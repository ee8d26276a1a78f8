//! Catalog interface consumed during range-table resolution
//!
//! The IR never owns table metadata; it looks descriptors up through this
//! trait and caches them per range-table entry. Implementations are expected
//! to be internally synchronized and read-only from the IR's point of view.

use crate::types::SqlTypeInfo;
use serde::{Deserialize, Serialize};

/// A table bound in the FROM clause.
#[derive(Debug, Clone, PartialEq, Serialize, Deserialize)]
pub struct TableDescriptor {
    pub table_id: i32,
    pub table_name: String,
}

/// Column metadata as served by the catalog.
#[derive(Debug, Clone, PartialEq, Serialize, Deserialize)]
pub struct ColumnDescriptor {
    pub table_id: i32,
    pub column_id: i32,
    pub column_name: String,
    pub column_type: SqlTypeInfo,
    /// System columns (row id and friends) are fetched for scans but never
    /// expanded by `SELECT *`.
    pub is_system: bool,
    pub is_virtual: bool,
}

pub trait Catalog {
    fn get_all_column_metadata_for_table(
        &self,
        table_id: i32,
        fetch_system: bool,
        fetch_virtual: bool,
    ) -> Vec<ColumnDescriptor>;

    fn get_metadata_for_column(&self, table_id: i32, column_name: &str)
        -> Option<ColumnDescriptor>;
}
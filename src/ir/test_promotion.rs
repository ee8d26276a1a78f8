#[cfg(test)]
mod tests {
    use crate::error::Error;
    use crate::ir::expr::{BinOper, BinaryOp};
    use crate::types::{transient_dict, Encoding, SqlTypeInfo, TypeKind};

    fn simple(kind: TypeKind) -> SqlTypeInfo {
        SqlTypeInfo::simple(kind, false)
    }

    fn decimal(dimension: i32, scale: i32) -> SqlTypeInfo {
        SqlTypeInfo::new(TypeKind::Decimal, dimension, scale, false)
    }

    fn varchar(dimension: i32) -> SqlTypeInfo {
        SqlTypeInfo::new(TypeKind::Varchar, dimension, 0, false)
    }

    fn dict_varchar(dimension: i32, comp_param: i32) -> SqlTypeInfo {
        SqlTypeInfo::with_encoding(
            TypeKind::Varchar,
            dimension,
            0,
            false,
            Encoding::Dict,
            comp_param,
        )
    }

    #[test]
    fn test_smallint_plus_decimal_promotes_to_decimal() {
        let (result, left, right) =
            BinOper::analyze_type(BinaryOp::Plus, &simple(TypeKind::SmallInt), &decimal(10, 2))
                .unwrap();
        assert_eq!(result, decimal(10, 2));
        assert_eq!(left, decimal(10, 2));
        assert_eq!(right, decimal(10, 2));
    }

    #[test]
    fn test_float_plus_decimal_promotes_to_float() {
        let (result, left, right) =
            BinOper::analyze_type(BinaryOp::Plus, &simple(TypeKind::Float), &decimal(10, 2))
                .unwrap();
        assert_eq!(result.kind, TypeKind::Float);
        assert_eq!(left.kind, TypeKind::Float);
        assert_eq!(right.kind, TypeKind::Float);
    }

    #[test]
    fn test_integer_widening() {
        let (result, _, _) =
            BinOper::analyze_type(BinaryOp::Plus, &simple(TypeKind::SmallInt), &simple(TypeKind::Int))
                .unwrap();
        assert_eq!(result.kind, TypeKind::Int);
        let (result, _, _) =
            BinOper::analyze_type(BinaryOp::Plus, &simple(TypeKind::Int), &simple(TypeKind::BigInt))
                .unwrap();
        assert_eq!(result.kind, TypeKind::BigInt);
    }

    #[test]
    fn test_same_kind_decimals_take_max_precision_and_scale() {
        let common = BinOper::common_numeric_type(&decimal(10, 2), &decimal(5, 4));
        assert_eq!(common, decimal(10, 4));
        let numeric = |d, s| SqlTypeInfo::new(TypeKind::Numeric, d, s, false);
        let common = BinOper::common_numeric_type(&numeric(10, 2), &numeric(5, 4));
        assert_eq!(common, numeric(10, 4));
    }

    #[test]
    fn test_cross_kind_decimal_pair_widens_integer_digits() {
        // 8 integer digits on one side, 4 fractional digits on the other
        let numeric = SqlTypeInfo::new(TypeKind::Numeric, 5, 4, false);
        let common = BinOper::common_numeric_type(&decimal(10, 2), &numeric);
        assert_eq!(common, SqlTypeInfo::new(TypeKind::Numeric, 12, 4, false));
    }

    #[test]
    fn test_numeric_promotion_is_symmetric() {
        let types = [
            simple(TypeKind::SmallInt),
            simple(TypeKind::Int),
            simple(TypeKind::BigInt),
            simple(TypeKind::Float),
            simple(TypeKind::Double),
            decimal(10, 2),
            decimal(5, 4),
            SqlTypeInfo::new(TypeKind::Numeric, 8, 1, false),
        ];
        for a in &types {
            for b in &types {
                assert_eq!(
                    BinOper::common_numeric_type(a, b),
                    BinOper::common_numeric_type(b, a),
                    "promotion of {} and {} is not symmetric",
                    a,
                    b
                );
            }
        }
    }

    #[test]
    fn test_timestamp_date_comparison_coerces_to_timestamp() {
        let ts = simple(TypeKind::Timestamp);
        let date = simple(TypeKind::Date);
        let (result, left, right) = BinOper::analyze_type(BinaryOp::Eq, &ts, &date).unwrap();
        assert_eq!(result.kind, TypeKind::Boolean);
        assert_eq!(left.kind, TypeKind::Timestamp);
        assert_eq!(left.dimension, 0);
        assert_eq!(right.kind, TypeKind::Timestamp);
    }

    #[test]
    fn test_time_date_comparison_fails() {
        let err = BinOper::analyze_type(
            BinaryOp::Eq,
            &simple(TypeKind::Time),
            &simple(TypeKind::Date),
        )
        .unwrap_err();
        assert!(matches!(err, Error::IncomparableTemporals { .. }));

        let err = BinOper::analyze_type(
            BinaryOp::Lt,
            &simple(TypeKind::Timestamp),
            &simple(TypeKind::Time),
        )
        .unwrap_err();
        assert!(matches!(err, Error::IncomparableTemporals { .. }));
    }

    #[test]
    fn test_string_coerces_to_temporal_side() {
        let (result, left, right) =
            BinOper::analyze_type(BinaryOp::Eq, &varchar(20), &simple(TypeKind::Date)).unwrap();
        assert_eq!(result.kind, TypeKind::Boolean);
        assert_eq!(left.kind, TypeKind::Date);
        assert_eq!(right.kind, TypeKind::Date);
    }

    #[test]
    fn test_equal_types_compare_unchanged() {
        let ti = dict_varchar(10, 3);
        let (result, left, right) = BinOper::analyze_type(BinaryOp::Eq, &ti, &ti).unwrap();
        assert_eq!(result.kind, TypeKind::Boolean);
        assert_eq!(left, ti);
        assert_eq!(right, ti);
    }

    #[test]
    fn test_logic_requires_booleans() {
        let err = BinOper::analyze_type(
            BinaryOp::And,
            &simple(TypeKind::Boolean),
            &simple(TypeKind::Int),
        )
        .unwrap_err();
        assert_eq!(err, Error::NonBooleanInLogic);
    }

    #[test]
    fn test_arithmetic_requires_numbers() {
        let err =
            BinOper::analyze_type(BinaryOp::Plus, &varchar(10), &simple(TypeKind::Int)).unwrap_err();
        assert_eq!(err, Error::NonNumericArithmetic);
    }

    #[test]
    fn test_modulo_requires_integers() {
        let err = BinOper::analyze_type(
            BinaryOp::Modulo,
            &simple(TypeKind::Int),
            &simple(TypeKind::Float),
        )
        .unwrap_err();
        assert_eq!(err, Error::NonIntegerModulo);
    }

    #[test]
    fn test_incomparable_kinds_fail() {
        let err = BinOper::analyze_type(
            BinaryOp::Eq,
            &simple(TypeKind::Boolean),
            &simple(TypeKind::Date),
        )
        .unwrap_err();
        assert!(matches!(err, Error::Incomparable { .. }));
    }

    #[test]
    fn test_result_nullability_is_conjunction() {
        let notnull = SqlTypeInfo::simple(TypeKind::Int, true);
        let nullable = SqlTypeInfo::simple(TypeKind::BigInt, false);
        let (result, left, right) =
            BinOper::analyze_type(BinaryOp::Plus, &notnull, &nullable).unwrap();
        assert!(!result.notnull);
        assert!(left.notnull);
        assert!(!right.notnull);

        let (result, _, _) = BinOper::analyze_type(BinaryOp::Plus, &notnull, &notnull).unwrap();
        assert!(result.notnull);
    }

    #[test]
    fn test_shared_dictionary_is_kept() {
        let common = BinOper::common_string_type(&dict_varchar(10, 3), &dict_varchar(20, 3));
        assert_eq!(common, dict_varchar(20, 3));
    }

    #[test]
    fn test_transient_related_dictionaries_are_kept() {
        let transient = dict_varchar(20, transient_dict(3));
        let common = BinOper::common_string_type(&dict_varchar(10, 3), &transient);
        assert_eq!(common.compression, Encoding::Dict);
        assert_eq!(common.comp_param, transient_dict(3));
        assert_eq!(common.dimension, 20);
    }

    #[test]
    fn test_unrelated_dictionaries_decompress() {
        let common = BinOper::common_string_type(&dict_varchar(10, 3), &dict_varchar(20, 5));
        assert_eq!(common.kind, TypeKind::Varchar);
        assert_eq!(common.dimension, 20);
        assert_eq!(common.compression, Encoding::None);
        assert_eq!(common.comp_param, 5);
    }

    #[test]
    fn test_text_dominates_string_promotion() {
        let text = SqlTypeInfo::simple(TypeKind::Text, false);
        let common = BinOper::common_string_type(&text, &varchar(20));
        assert_eq!(common.kind, TypeKind::Text);
    }
}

——

_Exercise aim_:
Each line from the start of the listing above through the line containing "the FROM clause." must be reproduced exactly. Leave out the rest.

_Your solution_:
repository ee8d26276a1a78f8
//! Catalog interface consumed during range-table resolution
//!
//! The IR never owns table metadata; it looks descriptors up through this
//! trait and caches them per range-table entry. Implementations are expected
//! to be internally synchronized and read-only from the IR's point of view.

use crate::types::SqlTypeInfo;
use serde::{Deserialize, Serialize};

/// A table bound in the FROM clause.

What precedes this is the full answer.